■ WORK REQUEST
Go through the data below and return each line where the string "online" appears.

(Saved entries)
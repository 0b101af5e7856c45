//! Report dependencies whose files are missing.
//!
//! ```bash
//! noodle check shot.usda --textures
//! ```
//!
//! Prints a summary and one line per offline node with the layers that
//! point at it. Exits with status 1 when any node is offline, so it can gate
//! publishes in CI.

use anyhow::Result;
use clap::Args;
use colored::Colorize;
use std::fmt::Write as _;

use super::common::WalkArgs;
use crate::config::GlobalConfig;
use crate::core::NoodleError;
use crate::graph::CompositionGraph;

/// Command to list offline dependencies.
#[derive(Args, Debug)]
pub struct CheckCommand {
    #[command(flatten)]
    walk: WalkArgs,
}

impl CheckCommand {
    /// Walk the layer and report offline nodes.
    ///
    /// With `quiet` only the error is reported.
    ///
    /// # Errors
    ///
    /// [`NoodleError::OfflineDependencies`] when anything is offline, plus
    /// the walk errors of [`WalkArgs::build_graph`].
    pub fn execute(self, config: &GlobalConfig, quiet: bool) -> Result<()> {
        let graph = self.walk.build_graph(config)?;
        let offline = graph.offline_nodes().len();

        if !quiet {
            print!("{}", report(&graph));
        }

        if offline > 0 {
            return Err(NoodleError::OfflineDependencies {
                count: offline,
            }
            .into());
        }
        Ok(())
    }
}

/// Summary line plus one entry per offline node.
fn report(graph: &CompositionGraph) -> String {
    let mut out = String::new();
    let offline = graph.offline_nodes();

    let _ = writeln!(
        out,
        "Checked {}: {} nodes, {} edges",
        graph.root(),
        graph.node_count(),
        graph.edge_count()
    );

    if offline.is_empty() {
        let _ = writeln!(out, "{} All dependencies are online", "✓".green());
        return out;
    }

    let _ = writeln!(out, "{} {} offline:", "✗".red(), offline.len());
    for node in offline {
        let _ = writeln!(out, "  {} {}", node.kind.name().bright_black(), node.key.red());
        for edge in graph.edges_to(&node.key) {
            let _ = writeln!(out, "    from {} ({})", edge.from, edge.kind);
        }
    }
    out
}
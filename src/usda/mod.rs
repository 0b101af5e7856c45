//! Reader for text (`.usda`) layers.
//!
//! This is a dependency-oriented reader, not a full scene parser. The grammar in
//! `usda.pest` structures prims, properties, metadata and variant sets; the
//! walker keeps layer metadata, sublayers, and per-prim references, payloads,
//! variant sets, value clips and asset-valued attributes. Other values are
//! parsed generically and discarded.
//!
//! # Example
//!
//! ```rust
//! use noodle::usda::parse_layer;
//!
//! let text = r#"#usda 1.0
//! (
//!     defaultPrim = "World"
//!     subLayers = [@./anim.usda@, @./layout.usda@]
//! )
//!
//! def Xform "World" (
//!     prepend references = @./props/tree.usda@</Tree>
//! )
//! {
//! }
//! "#;
//!
//! let layer = parse_layer("/shots/s01.usda", text).unwrap();
//! assert_eq!(layer.sublayers, vec!["./anim.usda", "./layout.usda"]);
//! assert_eq!(layer.info.default_prim.as_deref(), Some("World"));
//! assert_eq!(layer.entities[0].references.items(), vec!["./props/tree.usda"]);
//! ```

mod parser;

use crate::core::NoodleError;
use crate::service::LayerSpec;

/// Parse layer text. `identifier` is recorded on the result and used in errors.
///
/// # Errors
///
/// Returns [`NoodleError::LayerParseError`] with the offending line when the
/// text is not a well-formed layer.
pub fn parse_layer(identifier: &str, text: &str) -> Result<LayerSpec, NoodleError> {
    parser::parse(identifier, text).map_err(|e| NoodleError::LayerParseError {
        file: identifier.to_string(),
        line: e.line,
        reason: e.reason,
    })
}
//! Test utilities for Noodle
//!
//! This module provides helpers shared by unit and integration tests:
//! - An in-memory composition service with layer and entity builders
//! - Fixture scenes written to disk for filesystem and CLI tests
//! - One-time logging setup
//!
//! # Example
//!
//! ```rust,no_run
//! use noodle::test_utils::{LayerBuilder, MemoryCompositionService};
//! use noodle::walker::DependencyWalker;
//!
//! let service = MemoryCompositionService::new()
//!     .with_layer(LayerBuilder::new("/a.usda").sublayer("./b.usda").build())
//!     .with_layer(LayerBuilder::new("/b.usda").build());
//!
//! let graph = DependencyWalker::new(service).build("/a.usda").unwrap();
//! assert_eq!(graph.node_count(), 2);
//! ```

pub mod builder;
pub mod fixtures;
pub mod memory;

pub use builder::{EntityBuilder, LayerBuilder};
pub use fixtures::{LayerFixture, SceneFixture};
pub use memory::MemoryCompositionService;

use std::sync::Once;
use tracing::Level;
use tracing_subscriber::EnvFilter;

/// Global flag to ensure logging is only initialized once in tests
static INIT_LOGGING: Once = Once::new();

/// Initialize logging for tests.
///
/// Only the first call has an effect. Uses `level` if given, otherwise
/// `RUST_LOG`; with neither, logging stays off.
///
/// ```bash
/// RUST_LOG=noodle=debug cargo test
/// ```
pub fn init_test_logging(level: Option<Level>) {
    INIT_LOGGING.call_once(|| {
        let filter = if let Some(level) = level {
            EnvFilter::new(level.to_string())
        } else if std::env::var("RUST_LOG").is_ok() {
            EnvFilter::from_default_env()
        } else {
            return;
        };

        let _ = tracing_subscriber::fmt()
            .with_env_filter(filter)
            .with_test_writer()
            .with_target(true)
            .with_thread_ids(false)
            .try_init();
    });
}
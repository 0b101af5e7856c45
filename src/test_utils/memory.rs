//! In-memory composition service
//!
//! Serves layers built in code and answers `file_exists` from a fixed set of
//! paths, so walker behavior can be tested without touching the filesystem.

use std::collections::{HashMap, HashSet};

use crate::service::{CompositionService, LayerSpec};
use crate::utils::paths::{anchor_relative, canonical_key};

/// A [`CompositionService`] over layers held in memory.
///
/// Every registered layer also counts as an existing file. Plain files (clip
/// frames, textures, binary layers) are registered with [`with_file`].
///
/// [`with_file`]: MemoryCompositionService::with_file
#[derive(Clone, Debug, Default)]
pub struct MemoryCompositionService {
    layers: HashMap<String, LayerSpec>,
    files: HashSet<String>,
}

impl MemoryCompositionService {
    pub fn new() -> Self {
        Self::default()
    }

    /// Register a layer under the canonical form of its identifier
    pub fn with_layer(mut self, layer: LayerSpec) -> Self {
        self.add_layer(layer);
        self
    }

    pub fn add_layer(&mut self, mut layer: LayerSpec) {
        let key = canonical_key(&layer.identifier);
        layer.identifier.clone_from(&key);
        self.layers.insert(key, layer);
    }

    /// Register an existing file that is not an openable layer
    pub fn with_file(mut self, path: &str) -> Self {
        self.files.insert(canonical_key(path));
        self
    }

    pub fn layer_count(&self) -> usize {
        self.layers.len()
    }
}

impl CompositionService for MemoryCompositionService {
    fn open_layer(&self, identifier: &str) -> Option<LayerSpec> {
        self.layers.get(identifier).cloned()
    }

    fn resolve_relative(&self, anchor: &LayerSpec, path: &str) -> Option<String> {
        let path = path.trim();
        if path.is_empty() {
            return None;
        }
        Some(anchor_relative(&anchor.identifier, path))
    }

    fn file_exists(&self, path: &str) -> bool {
        self.layers.contains_key(path) || self.files.contains(path)
    }
}

#[cfg(test)]
mod tests {
    use super::*;
    use crate::test_utils::LayerBuilder;

    #[test]
    fn test_layers_are_files() {
        let service = MemoryCompositionService::new()
            .with_layer(LayerBuilder::new("/a/./b.usda").build())
            .with_file("/a/tex.png");

        assert_eq!(service.layer_count(), 1);
        assert!(service.file_exists("/a/b.usda"));
        assert!(service.file_exists("/a/tex.png"));
        assert!(!service.file_exists("/a/c.usda"));

        let layer = service.open_layer("/a/b.usda").unwrap();
        assert_eq!(layer.identifier, "/a/b.usda");
        assert_eq!(service.resolve_relative(&layer, "../x.usda").as_deref(), Some("/x.usda"));
        assert!(service.open_layer("/a/tex.png").is_none());
    }
}
//! Walks over scenes on disk through the filesystem composition service.

use noodle::graph::{EdgeKind, NodeKind};
use noodle::service::FsCompositionService;
use noodle::test_utils::{SceneFixture, init_test_logging};
use noodle::utils::paths::canonical_key;
use noodle::walker::{DependencyWalker, WalkOptions};
use std::path::Path;
use tempfile::TempDir;

fn key(dir: &Path, relative: &str) -> String {
    canonical_key(&dir.join(relative).to_string_lossy())
}

#[test]
fn test_shot_scene_without_attributes() {
    init_test_logging(None);
    let temp = TempDir::new().unwrap();
    let root = SceneFixture::shot().write_to(temp.path()).unwrap();
    let dir = temp.path();

    let graph = DependencyWalker::new(FsCompositionService::new())
        .build(&root.to_string_lossy())
        .unwrap();

    assert!(graph.root_resolved());
    assert_eq!(graph.node_count(), 9);

    let offline: Vec<&str> = graph.offline_nodes().iter().map(|n| n.key.as_str()).collect();
    assert_eq!(offline, vec![key(dir, "assets/blue.usda").as_str()]);

    let root_key = key(dir, "shot/root.usda");
    let layout = key(dir, "shot/layout.usda");
    let look = format!("{layout}:look");
    assert!(graph.has_edge(&root_key, &layout, &EdgeKind::Sublayer));
    assert!(graph.has_edge(&root_key, &key(dir, "assets/tree.usda"), &EdgeKind::Reference));
    assert!(graph.has_edge(&layout, &key(dir, "assets/set_geo.usda"), &EdgeKind::Payload));
    assert!(graph.has_edge(&layout, &look, &EdgeKind::Variant));
    assert!(graph.has_edge(
        &look,
        &key(dir, "assets/red.usda"),
        &EdgeKind::VariantMember("red".to_string())
    ));
    assert!(graph.has_edge(
        &look,
        &key(dir, "assets/blue.usda"),
        &EdgeKind::VariantMember("blue".to_string())
    ));

    let clip = graph.node("../cache/crowd.1001-1003.usd").unwrap();
    assert!(clip.online);
    assert_eq!(clip.resolved_path, key(dir, "cache/crowd.1001.usd"));
    assert!(graph.has_edge(
        "../cache/crowd.1001-1003.usd",
        &key(dir, "cache/manifest.usda"),
        &EdgeKind::Manifest
    ));

    let root_info = graph.root_node().unwrap().layer_info().unwrap();
    assert_eq!(root_info.default_prim.as_deref(), Some("World"));
    assert_eq!(root_info.documentation.as_deref(), Some("Shot root"));
}

#[test]
fn test_shot_scene_with_attributes() {
    let temp = TempDir::new().unwrap();
    let root = SceneFixture::shot().write_to(temp.path()).unwrap();

    let graph = DependencyWalker::new(FsCompositionService::new())
        .with_options(WalkOptions::default().with_attributes(true))
        .build(&root.to_string_lossy())
        .unwrap();

    assert_eq!(graph.node_count(), 10);
    let bark = key(temp.path(), "assets/textures/bark.png");
    let texture = graph.node(&bark).unwrap();
    assert!(texture.online);
    assert_eq!(
        texture.kind,
        NodeKind::Texture {
            color_space: Some("sRGB".to_string())
        }
    );
    assert!(graph.has_edge(&key(temp.path(), "assets/tree.usda"), &bark, &EdgeKind::Texture));
}

#[test]
fn test_walk_is_idempotent_on_disk() {
    let temp = TempDir::new().unwrap();
    let root = SceneFixture::shot().write_to(temp.path()).unwrap();
    let walker = DependencyWalker::new(FsCompositionService::new());

    let first = walker.build(&root.to_string_lossy()).unwrap();
    let second = walker.build(&root.to_string_lossy()).unwrap();

    assert_eq!(first.node_map(), second.node_map());
    assert_eq!(first.edges(), second.edges());
}

#[test]
fn test_cycle_on_disk() {
    let temp = TempDir::new().unwrap();
    let root = SceneFixture::cycle().write_to(temp.path()).unwrap();

    let graph = DependencyWalker::new(FsCompositionService::new())
        .build(&root.to_string_lossy())
        .unwrap();

    let a = key(temp.path(), "a.usda");
    let b = key(temp.path(), "b.usda");
    assert_eq!(graph.node_count(), 2);
    assert!(graph.has_edge(&a, &b, &EdgeKind::Sublayer));
    assert!(graph.has_edge(&b, &a, &EdgeKind::Sublayer));
    assert_eq!(graph.node(&a).unwrap().kind.name(), "root");
}

#[test]
fn test_missing_root_on_disk() {
    let temp = TempDir::new().unwrap();
    let missing = temp.path().join("missing.usda");

    let graph = DependencyWalker::new(FsCompositionService::new())
        .build(&missing.to_string_lossy())
        .unwrap();

    assert!(!graph.root_resolved());
    assert_eq!(graph.node_count(), 1);
    assert!(!graph.root_node().unwrap().online);
}

#[test]
fn test_dot_export_of_scene() {
    let temp = TempDir::new().unwrap();
    let root = SceneFixture::shot().write_to(temp.path()).unwrap();

    let graph = DependencyWalker::new(FsCompositionService::new())
        .build(&root.to_string_lossy())
        .unwrap();

    let digraph = graph.to_digraph();
    assert_eq!(digraph.node_count(), graph.node_count());
    assert_eq!(digraph.edge_count(), graph.edge_count());

    let dot = graph.to_dot();
    assert!(dot.contains("blue.usda"));
    assert!(dot.contains("color = red"));
}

■ SOLUTION
        let _ = writeln!(out, "{} All dependencies are online", "✓".green());
    assert!(clip.online);
    assert!(texture.online);
    assert!(!graph.root_node().unwrap().online);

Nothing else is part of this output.